Paraneoplastic Autonomic Neuropathy; Anti-Hu Syndrome; Denny-Brown Neuronopathy; Subacute Paraneoplastic Sensory Neuropathy; Autoimmune Paraneoplastic Neurologic Syndrome; Paraneoplastic Sensory Neuropathy.


Clinically a rare disease. Less than 0.01% of patients with small cell lung cancer have a Paraneoplastic Syndrome, but antibodies can be found in up to 20% of pulmonary small cell tumors.

Genetic inheritance

Acquired autoimmune disease. Not linked to a particular genotype.


Autoantibodies directed against a nuclear component of nervous system cells (anti-Hu or ANNA-1). This antigen is expressed in the central and peripheral nervous systems, but can also be expressed by neoplastic cells. It may play a role in nervous system development. Loss of ganglion cells in sacral and lumbar dorsal root ganglia. Other antibodies identified are directed against neuronal cytoplasm (anti-CV2) and the anti-ganglionic nicotinic acetylcholine antibody.

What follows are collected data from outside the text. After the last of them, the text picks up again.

//! Budgeted corpus writer
//!
//! Writes one `.txt` file per document into the output directory and keeps
//! the running byte total below `max-total-bytes`.
//!
//! # File Format
//!
//! ```text
//! URL: https://example.com/article
//! TITLE: Article title
//! CRAWLED_AT: 2024-05-01 12:00:00
//!
//! Main text...
//! ```

use crate::config::Config;
use crate::state::{CorpusState, Outcome};
use crate::ScrapeError;
use sha2::{Digest, Sha256};
use std::fs;
use std::path::{Path, PathBuf};
use url::Url;

/// Maximum length of the readable part of a file name
const MAX_SLUG_BYTES: usize = 120;

/// Writes documents to the corpus directory within a byte budget
#[derive(Debug)]
pub struct BudgetWriter {
    out_dir: PathBuf,
    truncate_to_budget: bool,
    corpus: CorpusState,
}

impl BudgetWriter {
    /// Creates the writer, creating `out_dir` if needed
    ///
    /// # Errors
    ///
    /// Returns `ScrapeError::Write` if the directory cannot be created.
    pub fn new(
        out_dir: impl Into<PathBuf>,
        max_total_bytes: u64,
        truncate_to_budget: bool,
    ) -> Result<Self, ScrapeError> {
        let out_dir = out_dir.into();
        fs::create_dir_all(&out_dir).map_err(|source| ScrapeError::Write {
            path: out_dir.display().to_string(),
            source,
        })?;

        Ok(Self {
            out_dir,
            truncate_to_budget,
            corpus: CorpusState::new(max_total_bytes),
        })
    }

    pub fn from_config(config: &Config) -> Result<Self, ScrapeError> {
        Self::new(
            config.output.out_dir.clone(),
            config.scraper.max_total_bytes,
            config.output.truncate_to_budget,
        )
    }

    pub fn out_dir(&self) -> &Path {
        &self.out_dir
    }

    pub fn corpus(&self) -> &CorpusState {
        &self.corpus
    }

    pub fn is_exhausted(&self) -> bool {
        self.corpus.is_exhausted()
    }

    /// Writes a document to the corpus
    ///
    /// # Returns
    ///
    /// * `Outcome::Saved` - The file was written
    /// * `Outcome::Duplicate` - Identical text is already in the corpus
    /// * `Outcome::BudgetExhausted` - The budget leaves no room for this document
    ///
    /// # Errors
    ///
    /// Returns `ScrapeError::Write` if the file cannot be written.
    pub fn write(
        &mut self,
        url: &Url,
        title: Option<&str>,
        text: &str,
    ) -> Result<Outcome, ScrapeError> {
        if self.corpus.is_exhausted() {
            return Ok(Outcome::BudgetExhausted);
        }

        let text = text.trim();
        let fingerprint = CorpusState::fingerprint(text);
        if self.corpus.is_duplicate(&fingerprint) {
            return Ok(Outcome::Duplicate);
        }

        let crawled_at = chrono::Local::now().format("%Y-%m-%d %H:%M:%S").to_string();
        let header = render_header(url, title, &crawled_at);

        let body = if self.truncate_to_budget {
            let remaining = usize::try_from(self.corpus.remaining()).unwrap_or(usize::MAX);
            // Header, at least one character, trailing newline
            let available = remaining.saturating_sub(header.len() + 1);
            let body = truncate_text(text, available);
            if body.is_empty() {
                tracing::debug!(
                    "{} bytes left, not enough for {}",
                    self.corpus.remaining(),
                    url
                );
                self.corpus.exhaust();
                return Ok(Outcome::BudgetExhausted);
            }
            if body.len() < text.len() {
                tracing::info!(
                    "Truncating {} from {} to {} bytes to fit the budget",
                    url,
                    text.len(),
                    body.len()
                );
            }
            body
        } else {
            text
        };

        let content = format!("{}{}\n", header, body);
        let path = self.out_dir.join(format!("{}.txt", slugify(url)));
        fs::write(&path, &content).map_err(|source| ScrapeError::Write {
            path: path.display().to_string(),
            source,
        })?;

        let bytes = content.len() as u64;
        let total = self.corpus.record_file(&path, bytes, fingerprint);
        Ok(Outcome::Saved { path, bytes, total })
    }
}

/// Renders the metadata header, including the blank separator line
pub fn render_header(url: &Url, title: Option<&str>, crawled_at: &str) -> String {
    let title_line = format!("TITLE: {}", title.unwrap_or("").trim());
    format!(
        "URL: {}\n{}\nCRAWLED_AT: {}\n\n",
        url,
        title_line.trim_end(),
        crawled_at
    )
}

/// Cuts `text` to at most `max_bytes` bytes
///
/// Cuts at a character boundary, backing up to the last whitespace when that
/// keeps some text. Trailing whitespace is removed.
pub fn truncate_text(text: &str, max_bytes: usize) -> &str {
    if text.len() <= max_bytes {
        return text;
    }

    let mut end = max_bytes;
    while !text.is_char_boundary(end) {
        end -= 1;
    }

    let cut = &text[..end];
    let next_is_break = text[end..].starts_with(char::is_whitespace);
    if !next_is_break {
        if let Some(space) = cut.rfind(char::is_whitespace) {
            let word_cut = cut[..space].trim_end();
            if !word_cut.is_empty() {
                return word_cut;
            }
        }
    }
    cut.trim_end()
}

/// Derives a deterministic file name (without extension) from a URL
///
/// `host + path` with every run of characters outside `[A-Za-z0-9._-]`
/// replaced by `-`, capped in length, followed by the first 8 hex digits of
/// the SHA-256 of the full URL.
///
/// # Example
///
/// ```
/// use corpus_scraper::output::slugify;
/// use url::Url;
///
/// let url = Url::parse("https://en.wikipedia.org/wiki/Rust_(language)").unwrap();
/// let slug = slugify(&url);
/// assert!(slug.starts_with("en.wikipedia.org-wiki-Rust_-language-"));
/// ```
pub fn slugify(url: &Url) -> String {
    let raw = format!("{}{}", url.host_str().unwrap_or(""), url.path());

    let mut slug = String::with_capacity(raw.len());
    for c in raw.chars() {
        if c.is_ascii_alphanumeric() || matches!(c, '.' | '_' | '-') {
            slug.push(c);
        } else if !slug.ends_with('-') {
            slug.push('-');
        }
    }

    // Slug is ASCII, any byte index is a char boundary
    slug.truncate(MAX_SLUG_BYTES);
    let slug = slug.trim_matches('-');
    let slug = if slug.is_empty() { "page" } else { slug };

    let digest = hex::encode(Sha256::digest(url.as_str().as_bytes()));
    format!("{}-{}", slug, &digest[..8])
}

Clinical expression of a subacute mainly sensory neuronopathy, with demonstration of polyclonal anti-Hu or anti-CV2 antibodies in the plasma. Axons and neuromuscular junctions appear normal on electrophysiologic studies.

Clinical aspects

Mainly found in conjunction with pulmonary small cells tumors, but may be encountered with other types of tumors. The sensory neuronopathy can be found up to 1 year before clinical discovery of the tumor. Clinically, there is a subacute neuronopathy, sometimes associated with central limbic symptomatology. It may be misdiagnosed as “herpetic encephalitis.” Immunosuppression and plasmapheresis have not shown any benefit.

Precautions before anesthesia

Usually, patients present for surgical treatment of the underlying tumor. It is judicious to request a complete neurologic evaluation before and after the procedure to confirm maintenance of neurologic status. In this setting, general anesthesia is preferable, and central neuraxial blockade techniques are not recommended. Look for signs of autonomic dysfunction before induction.

Anesthetic considerations

Anesthetic considerations are those associated with the surgical procedure and not the patient’s condition. However, in the presence of neuronopathy, use of anesthetic agent associated with rapid elimination might be appropriate. Usually uneventful recovery.

Pharmacological implications

No specific implications; however, it is believed that the response to local anesthetics is poorly managed.